This is from a Ray Kurzweil book, in case anyone wanted the source. How to Create a Mind: The Secret of Human Thought Revealed is the title. This is actually a really interesting topic, considering the neocortex is typically associated with higher functions like consciousness, language understanding and production, cognition, abstraction, problem solving, motor and sensory integration, etc. Normally, emotional things like love and empathy will be associated with the limbic regions, which are really considered the 'emotional core' of the brain. However, since we as people have to evaluate others' behavior (body language, behavioral patterns, general emotional signals, etc.) so often, emotions really begin in the parts of our brains responsible for logical analysis. After we process the data, it becomes closer to love. As far as his idea that you lose a part of yourself when a loved one leaves, it's not wholly understood why we get sad; his idea is just one of theories. Some more, relatively easy reading if you're interested here
Is this to mean that love is a higher function of the brain?

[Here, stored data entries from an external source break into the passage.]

// Copyright (c) 2025 R3BL LLC. Licensed under Apache License, Version 2.0.

//! Pure numeric helpers: degree normalization, fixed-decimal rounding, and
//! RGB ↔ HSL conversion. No state, no dependencies on the rest of the crate
//! beyond [`InlineString`].

use crate::InlineString;
use std::fmt::Write as _;

/// Hue, saturation, and lightness, each normalized into `[0, 1]`.
#[derive(Debug, Clone, Copy, PartialEq)]
pub struct Hsl {
    pub hue: f64,
    pub saturation: f64,
    pub lightness: f64,
}

/// Map a degree value of arbitrary sign and magnitude into `[0, 360)`.
/// Non-finite input maps to 0.
#[must_use]
pub fn normalize_degrees(value: f64) -> f64 {
    if !value.is_finite() {
        return 0.0;
    }
    value.rem_euclid(360.0)
}

/// Round to `digits` decimal places, half away from zero.
#[must_use]
pub fn round_to_fixed(value: f64, digits: usize) -> f64 {
    // Beyond 17 digits f64 has nothing left to round.
    if digits > 17 {
        return value;
    }
    let scale = 10f64.powi(digits as i32);
    (value * scale).round() / scale
}

/// Fixed-decimal rendering without trailing fractional zeros: `84.31`,
/// `100`, `1`.
#[must_use]
pub fn format_fixed(value: f64, digits: usize) -> InlineString {
    let rounded = round_to_fixed(value, digits);
    let mut acc = InlineString::new();
    _ = write!(acc, "{rounded:.digits$}");
    if acc.contains('.') {
        while acc.ends_with('0') {
            acc.pop();
        }
        if acc.ends_with('.') {
            acc.pop();
        }
    }
    acc
}

/// Convert channel values in `[0, 255]` into [`Hsl`] fractions. Hue lands in
/// `[0, 1)`; callers scale by 360 for degrees.
#[must_use]
pub fn rgb_to_hsl(red: f64, green: f64, blue: f64) -> Hsl {
    let r = red / 255.0;
    let g = green / 255.0;
    let b = blue / 255.0;
    let maximum = r.max(g).max(b);
    let minimum = r.min(g).min(b);
    let lightness = (maximum + minimum) / 2.0;

    if maximum == minimum {
        // Achromatic.
        return Hsl {
            hue: 0.0,
            saturation: 0.0,
            lightness,
        };
    }

    let delta = maximum - minimum;
    let saturation = if lightness > 0.5 {
        delta / (2.0 - maximum - minimum)
    } else {
        delta / (maximum + minimum)
    };
    let hue_sixths = if maximum == r {
        (g - b) / delta + if g < b { 6.0 } else { 0.0 }
    } else if maximum == g {
        (b - r) / delta + 2.0
    } else {
        (r - g) / delta + 4.0
    };

    Hsl {
        hue: hue_sixths / 6.0,
        saturation,
        lightness,
    }
}

/// Piecewise hue-to-channel function of the HSL → RGB conversion. `t` is the
/// hue fraction shifted by ±1/3 per channel; it is wrapped into `[0, 1)`
/// before evaluation.
fn hue_to_channel(p: f64, q: f64, t: f64) -> f64 {
    let mut t = t;
    if t < 0.0 {
        t += 1.0;
    }
    if t > 1.0 {
        t -= 1.0;
    }
    if t < 1.0 / 6.0 {
        return p + (q - p) * 6.0 * t;
    }
    if t < 1.0 / 2.0 {
        return q;
    }
    if t < 2.0 / 3.0 {
        return p + (q - p) * (2.0 / 3.0 - t) * 6.0;
    }
    p
}

/// Convert a hue in degrees (any sign or magnitude) plus saturation and
/// lightness fractions into channel values scaled to `[0, 255]`. Saturation
/// or lightness above 1 can push channels out of range; range policy belongs
/// to the caller.
#[must_use]
pub fn hsl_to_rgb(hue_degrees: f64, saturation: f64, lightness: f64) -> (f64, f64, f64) {
    let t = normalize_degrees(hue_degrees) / 360.0;

    if saturation == 0.0 {
        // Achromatic.
        let level = lightness * 255.0;
        return (level, level, level);
    }

    let q = if lightness < 0.5 {
        lightness * (1.0 + saturation)
    } else {
        lightness + saturation - lightness * saturation
    };
    let p = 2.0 * lightness - q;

    (
        hue_to_channel(p, q, t + 1.0 / 3.0) * 255.0,
        hue_to_channel(p, q, t) * 255.0,
        hue_to_channel(p, q, t - 1.0 / 3.0) * 255.0,
    )
}

#[cfg(test)]
mod tests {
    use super::*;
    use crate::assert_eq2;
    use test_case::test_case;

    const EPSILON: f64 = 1e-9;

    #[test_case(0.0, 0.0)]
    #[test_case(360.0, 0.0)]
    #[test_case(-90.0, 270.0)]
    #[test_case(750.0, 30.0)]
    #[test_case(-889.9999944053, 190.0000055947)]
    fn test_normalize_degrees(input: f64, expected: f64) {
        assert!((normalize_degrees(input) - expected).abs() < 1e-6);
    }

    #[test]
    fn test_normalize_degrees_non_finite() {
        assert_eq2!(normalize_degrees(f64::NAN), 0.0);
        assert_eq2!(normalize_degrees(f64::INFINITY), 0.0);
    }

    #[test_case(100.0, 2, "100")]
    #[test_case(84.31372549019608, 2, "84.31")]
    #[test_case(84.31372549019608, 3, "84.314")]
    #[test_case(84.31372549019608, 6, "84.313725")]
    #[test_case(1.0, 4, "1")]
    #[test_case(0.0, 2, "0")]
    #[test_case(0.5, 0, "1")]
    #[test_case(50.58823529411765, 2, "50.59")]
    fn test_format_fixed(value: f64, digits: usize, expected: &str) {
        assert_eq2!(format_fixed(value, digits).as_str(), expected);
    }

    #[test]
    fn test_rgb_to_hsl_gold() {
        let hsl = rgb_to_hsl(255.0, 215.0, 0.0);
        assert!((hsl.hue * 360.0 - 50.58823529411765).abs() < EPSILON);
        assert!((hsl.saturation - 1.0).abs() < EPSILON);
        assert!((hsl.lightness - 0.5).abs() < EPSILON);
    }

    #[test]
    fn test_rgb_to_hsl_achromatic() {
        let hsl = rgb_to_hsl(128.0, 128.0, 128.0);
        assert_eq2!(hsl.hue, 0.0);
        assert_eq2!(hsl.saturation, 0.0);
        assert!((hsl.lightness - 128.0 / 255.0).abs() < EPSILON);
    }

    #[test_case(0.0, 1.0, 0.5, (255.0, 0.0, 0.0); "pure red")]
    #[test_case(120.0, 1.0, 0.5, (0.0, 255.0, 0.0); "pure green")]
    #[test_case(240.0, 1.0, 0.5, (0.0, 0.0, 255.0); "pure blue")]
    fn test_hsl_to_rgb_primaries(
        hue: f64,
        saturation: f64,
        lightness: f64,
        expected: (f64, f64, f64),
    ) {
        let (r, g, b) = hsl_to_rgb(hue, saturation, lightness);
        assert!((r - expected.0).abs() < EPSILON);
        assert!((g - expected.1).abs() < EPSILON);
        assert!((b - expected.2).abs() < EPSILON);
    }

    #[test]
    fn test_hsl_to_rgb_rebeccapurple() {
        // hsl(270, 50%, 40%) is #663399.
        let (r, g, b) = hsl_to_rgb(270.0, 0.5, 0.4);
        assert_eq2!(r.round(), 102.0);
        assert_eq2!(g.round(), 51.0);
        assert_eq2!(b.round(), 153.0);
    }

    #[test]
    fn test_hsl_to_rgb_achromatic() {
        let (r, g, b) = hsl_to_rgb(123.0, 0.0, 0.25);
        assert_eq2!(r, g);
        assert_eq2!(g, b);
        assert!((r - 63.75).abs() < EPSILON);
    }

    #[test]
    fn test_hsl_round_trip() {
        let hsl = rgb_to_hsl(212.0, 230.0, 234.0);
        let (r, g, b) = hsl_to_rgb(hsl.hue * 360.0, hsl.saturation, hsl.lightness);
        assert_eq2!(r.round(), 212.0);
        assert_eq2!(g.round(), 230.0);
        assert_eq2!(b.round(), 234.0);
    }
}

Well it depends on how you're talking about love. The feeling of love, similar to sadness or anger (although not exactly the same), is not a higher function. The development of the relationship with a person that yields a feeling of love, though, certainly involves the neocortex heavily, on account of the higher function processes needed to build and analyze a relationship. So love isn't a higher function; it is somewhat a byproduct of it.
Oh okay, I'm picking up what you're throwing down. So aren't all emotions then just byproducts of our higher functions?
But this article is saying that love seems to be above all of the other byproducts, yes?